__Exercise__
Within the listing below, please copy exactly the lines between the line holding "#[derive(Debug, Clone, Copy, PartialEq, Eq)]" and the line holding "fn is_clear_mode(mode: EventFlagMode)", inclusive.

__Records provided__
####

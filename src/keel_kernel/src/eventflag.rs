//! Event flag groups
//!
//! A 16-bit flag field threads can wait on with an any/all condition over
//! a mask, optionally consuming (clearing) the bits that satisfied them.
//! `set` is ISR-safe.
use core::fmt;

use crate::{
    blocking::{self, BlockingCore},
    kernel::PanicCode,
    klock::{lock_cpu, CpuLockCell},
    list::next_of,
    sched,
    thread::ThreadRef,
    timer::CallbackData,
    utils::Init,
    KernelTraits,
};

/// How a waiting thread's mask is matched against the flag field.
#[derive(Debug, Clone, Copy, PartialEq, Eq)]
pub enum EventFlagMode {
    /// Wake when any masked bit is set.
    AnySet,
    /// Wake when every masked bit is set.
    AllSet,
    /// Like [`EventFlagMode::AnySet`], additionally clearing the masked
    /// bits on wakeup.
    AnyClear,
    /// Like [`EventFlagMode::AllSet`], additionally clearing the masked
    /// bits on wakeup.
    AllClear,
    /// Internal marker: the waiter matched during a `set` pass and is
    /// about to be unblocked. Not a valid argument to `wait`.
    PendingUnblock,
}

impl Init for EventFlagMode {
    const INIT: Self = Self::AnySet;
}

pub struct EventFlag<Traits: KernelTraits> {
    mask: CpuLockCell<Traits, u16>,
    core: BlockingCore<Traits>,
    initialized: CpuLockCell<Traits, bool>,
}

impl<Traits: KernelTraits> Init for EventFlag<Traits> {
    #[allow(clippy::declare_interior_mutable_const)]
    const INIT: Self = Self::new();
}

impl<Traits: KernelTraits> fmt::Debug for EventFlag<Traits> {
    fn fmt(&self, f: &mut fmt::Formatter) -> fmt::Result {
        f.debug_struct("EventFlag")
            .field("self", &(self as *const _))
            .field("mask", &self.mask)
            .finish()
    }
}

/// Match `(mask, mode)` against `set`. Returns the matched bits.
fn match_condition(set: u16, mask: u16, mode: EventFlagMode) -> Option<u16> {
    match mode {
        EventFlagMode::AllSet | EventFlagMode::AllClear => {
            (set & mask == mask).then_some(mask)
        }
        EventFlagMode::AnySet | EventFlagMode::AnyClear => {
            (set & mask != 0).then_some(set & mask)
        }
        EventFlagMode::PendingUnblock => None,
    }
}

fn is_clear_mode(mode: EventFlagMode) -> bool {
    matches!(mode, EventFlagMode::AnyClear | EventFlagMode::AllClear)
}

impl<Traits: KernelTraits> EventFlag<Traits> {
    #[allow(clippy::new_without_default)]
    pub const fn new() -> Self {
        Self {
            mask: Init::INIT,
            core: Init::INIT,
            initialized: Init::INIT,
        }
    }

    pub fn init(&self) {
        let mut guard = lock_cpu::<Traits>().expect("event flag init inside a critical section");
        let mut lock = guard.borrow_mut();
        self.mask.replace(&mut *lock, 0);
        self.initialized.replace(&mut *lock, true);
    }

    /// Wait until the flag field matches `(mask, mode)`. Returns the
    /// matched bits.
    pub fn wait(&self, mask: u16, mode: EventFlagMode) -> u16 {
        self.wait_inner(mask, mode, 0)
    }

    /// Timed variant of [`EventFlag::wait`]; returns `0` if the timeout
    /// fires first. A zero timeout waits forever.
    pub fn wait_timeout(&self, mask: u16, mode: EventFlagMode, timeout_ms: u32) -> u16 {
        self.wait_inner(mask, mode, timeout_ms)
    }

    fn wait_inner(&self, mask: u16, mode: EventFlagMode, timeout_ms: u32) -> u16 {
        debug_assert!(
            !Traits::is_interrupt_context(),
            "event flag wait from interrupt context"
        );
        debug_assert!(mode != EventFlagMode::PendingUnblock);

        let used_timer;
        {
            let mut guard = lock_cpu::<Traits>().expect("wait inside a critical section");
            let lock = &mut guard.borrow_mut();
            debug_assert!(self.initialized.get(&**lock), "event flag used before init");

            let cur = sched::current_ref(lock).expect("wait before the kernel started");
            // Safety: registered threads are `&'static`
            let cur_cb = unsafe { cur.as_ref() };

            let set = self.mask.get(&**lock);
            if let Some(matched) = match_condition(set, mask, mode) {
                cur_cb.set_event_mask_locked(lock, matched);
                if is_clear_mode(mode) {
                    self.mask.replace(&mut **lock, set & !mask);
                }
                return matched;
            }

            cur_cb.set_event_mask_locked(lock, mask);
            cur_cb.set_event_mode_locked(lock, mode);

            used_timer = timeout_ms != 0;
            if used_timer {
                blocking::arm_wait_timer(
                    lock,
                    timeout_ms,
                    wait_timeout_expired::<Traits>,
                    CallbackData::new(self as *const Self as *mut ()),
                );
            }

            self.core.block_priority(lock, cur);
            sched::yield_locked(lock);
        }

        if used_timer {
            // Stops the still-armed timer on the wakeup path; a timeout
            // has already zeroed the thread's matched bits.
            let _ = blocking::finish_timeout::<Traits>();
        }

        let mut guard = lock_cpu::<Traits>().expect("wait inside a critical section");
        let lock = &mut guard.borrow_mut();
        let cur = sched::current_ref(lock).expect("wait before the kernel started");
        // Safety: registered threads are `&'static`
        unsafe { cur.as_ref() }.event_mask_locked(lock)
    }

    /// OR `bits` into the flag field and wake every waiter whose
    /// condition is now satisfied. The wakeups are atomic: clears
    /// requested by clear-mode waiters accumulate in a scratch mask and
    /// are committed before any thread is unblocked, so later waiters are
    /// never re-evaluated against bits cleared by earlier ones. ISR-safe.
    pub fn set(&self, bits: u16) {
        let mut guard = lock_cpu::<Traits>().expect("set inside a critical section");
        let lock = &mut guard.borrow_mut();
        debug_assert!(self.initialized.get(&**lock), "event flag used before init");

        let set_mask = self.mask.get(&**lock) | bits;
        self.mask.replace(&mut **lock, set_mask);
        let mut scratch = set_mask;

        // Pass 1: tag every satisfied waiter and record its matched bits.
        let waiters = self.core.waiters();
        if let Some(head) = waiters.head(lock) {
            let mut cursor = head;
            loop {
                let next = next_of(lock, cursor).unwrap();
                // Safety: registered threads are `&'static`
                let waiter = unsafe { cursor.as_ref() };

                let thread_mask = waiter.event_mask_locked(lock);
                let mode = waiter.event_mode_locked(lock);
                if let Some(matched) = match_condition(set_mask, thread_mask, mode) {
                    waiter.set_event_mode_locked(lock, EventFlagMode::PendingUnblock);
                    waiter.set_event_mask_locked(lock, matched);
                    if is_clear_mode(mode) {
                        scratch &= !(thread_mask & bits);
                    }
                }

                cursor = next;
                if cursor == head {
                    break;
                }
            }
        }

        // Commit accumulated clears before waking anyone.
        self.mask.replace(&mut **lock, scratch);

        // Pass 2: unblock the tagged waiters. Scan afresh each round;
        // unblocking rearranges the queue.
        let mut resched = false;
        loop {
            let mut found: Option<ThreadRef<Traits>> = None;
            if let Some(head) = waiters.head(lock) {
                let mut cursor = head;
                loop {
                    // Safety: registered threads are `&'static`
                    if unsafe { cursor.as_ref() }.event_mode_locked(lock)
                        == EventFlagMode::PendingUnblock
                    {
                        found = Some(cursor);
                        break;
                    }
                    cursor = next_of(lock, cursor).unwrap();
                    if cursor == head {
                        break;
                    }
                }
            }

            let Some(woken) = found else { break };
            self.core.unblock(lock, woken);
            if let Some(cur) = sched::current_ref(lock) {
                // Safety: registered threads are `&'static`
                if unsafe { woken.as_ref() }.effective_priority(lock)
                    >= unsafe { cur.as_ref() }.effective_priority(lock)
                {
                    resched = true;
                }
            }
        }

        if resched {
            sched::yield_locked(lock);
        }
    }

    /// AND-NOT `bits` out of the flag field.
    pub fn clear(&self, bits: u16) {
        let mut guard = lock_cpu::<Traits>().expect("clear inside a critical section");
        let mut lock = guard.borrow_mut();
        debug_assert!(self.initialized.get(&*lock), "event flag used before init");
        self.mask.replace_with(&mut *lock, |m| *m & !bits);
    }

    /// Atomic read of the flag field.
    pub fn get_mask(&self) -> u16 {
        let mut guard = lock_cpu::<Traits>().expect("read inside a critical section");
        let lock = guard.borrow_mut();
        self.mask.get(&*lock)
    }
}

/// Timeout callback for a timed wait: zero the matched bits, then take
/// the common expiry path.
fn wait_timeout_expired<Traits: KernelTraits>(
    owner: Option<&'static crate::thread::Thread<Traits>>,
    data: CallbackData,
) {
    let Some(owner) = owner else { return };
    // Safety: the blocked thread stops its timer before the event flag
    // can be destroyed
    let flag = unsafe { &*(data.get() as *const EventFlag<Traits>) };

    let mut guard = lock_cpu::<Traits>().unwrap_or_else(|_| {
        // Safety: timer callbacks run with the CPU Lock released
        unsafe { crate::klock::assume_cpu_lock() }
    });
    let lock = &mut guard.borrow_mut();
    if blocking::expire_waiter(lock, &flag.core, owner) {
        owner.set_event_mask_locked(lock, 0);
    }
}

impl<Traits: KernelTraits> Drop for EventFlag<Traits> {
    fn drop(&mut self) {
        self.core.panic_if_waited(PanicCode::ActiveEventFlagDescoped);
    }
}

####

__Task result__
#[derive(Debug, Clone, Copy, PartialEq, Eq)]
pub enum EventFlagMode {
    /// Wake when any masked bit is set.
    AnySet,
    /// Wake when every masked bit is set.
    AllSet,
    /// Like [`EventFlagMode::AnySet`], additionally clearing the masked
    /// bits on wakeup.
    AnyClear,
    /// Like [`EventFlagMode::AllSet`], additionally clearing the masked
    /// bits on wakeup.
    AllClear,
    /// Internal marker: the waiter matched during a `set` pass and is
    /// about to be unblocked. Not a valid argument to `wait`.
    PendingUnblock,
}

impl Init for EventFlagMode {
    const INIT: Self = Self::AnySet;
}

pub struct EventFlag<Traits: KernelTraits> {
    mask: CpuLockCell<Traits, u16>,
    core: BlockingCore<Traits>,
    initialized: CpuLockCell<Traits, bool>,
}

impl<Traits: KernelTraits> Init for EventFlag<Traits> {
    #[allow(clippy::declare_interior_mutable_const)]
    const INIT: Self = Self::new();
}

impl<Traits: KernelTraits> fmt::Debug for EventFlag<Traits> {
    fn fmt(&self, f: &mut fmt::Formatter) -> fmt::Result {
        f.debug_struct("EventFlag")
            .field("self", &(self as *const _))
            .field("mask", &self.mask)
            .finish()
    }
}

/// Match `(mask, mode)` against `set`. Returns the matched bits.
fn match_condition(set: u16, mask: u16, mode: EventFlagMode) -> Option<u16> {
    match mode {
        EventFlagMode::AllSet | EventFlagMode::AllClear => {
            (set & mask == mask).then_some(mask)
        }
        EventFlagMode::AnySet | EventFlagMode::AnyClear => {
            (set & mask != 0).then_some(set & mask)
        }
        EventFlagMode::PendingUnblock => None,
    }
}

fn is_clear_mode(mode: EventFlagMode) -> bool {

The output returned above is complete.